▶ ACTIVITY: For this exercise, transcribe all of the records exactly as given.

====

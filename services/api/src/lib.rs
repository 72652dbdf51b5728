mod cli;
mod demo;
mod infra;
mod routes;
mod server;

use mutabaah::error::AppError;

pub async fn run() -> Result<(), AppError> {
    cli::run().await
}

====

▶ ANSWER TO THIS TASK:
filename services/api/src/lib.rs
repository 72652dbdf51b5728
mod cli;
mod demo;
mod infra;
mod routes;
mod server;

use mutabaah::error::AppError;

pub async fn run() -> Result<(), AppError> {
    cli::run().await
}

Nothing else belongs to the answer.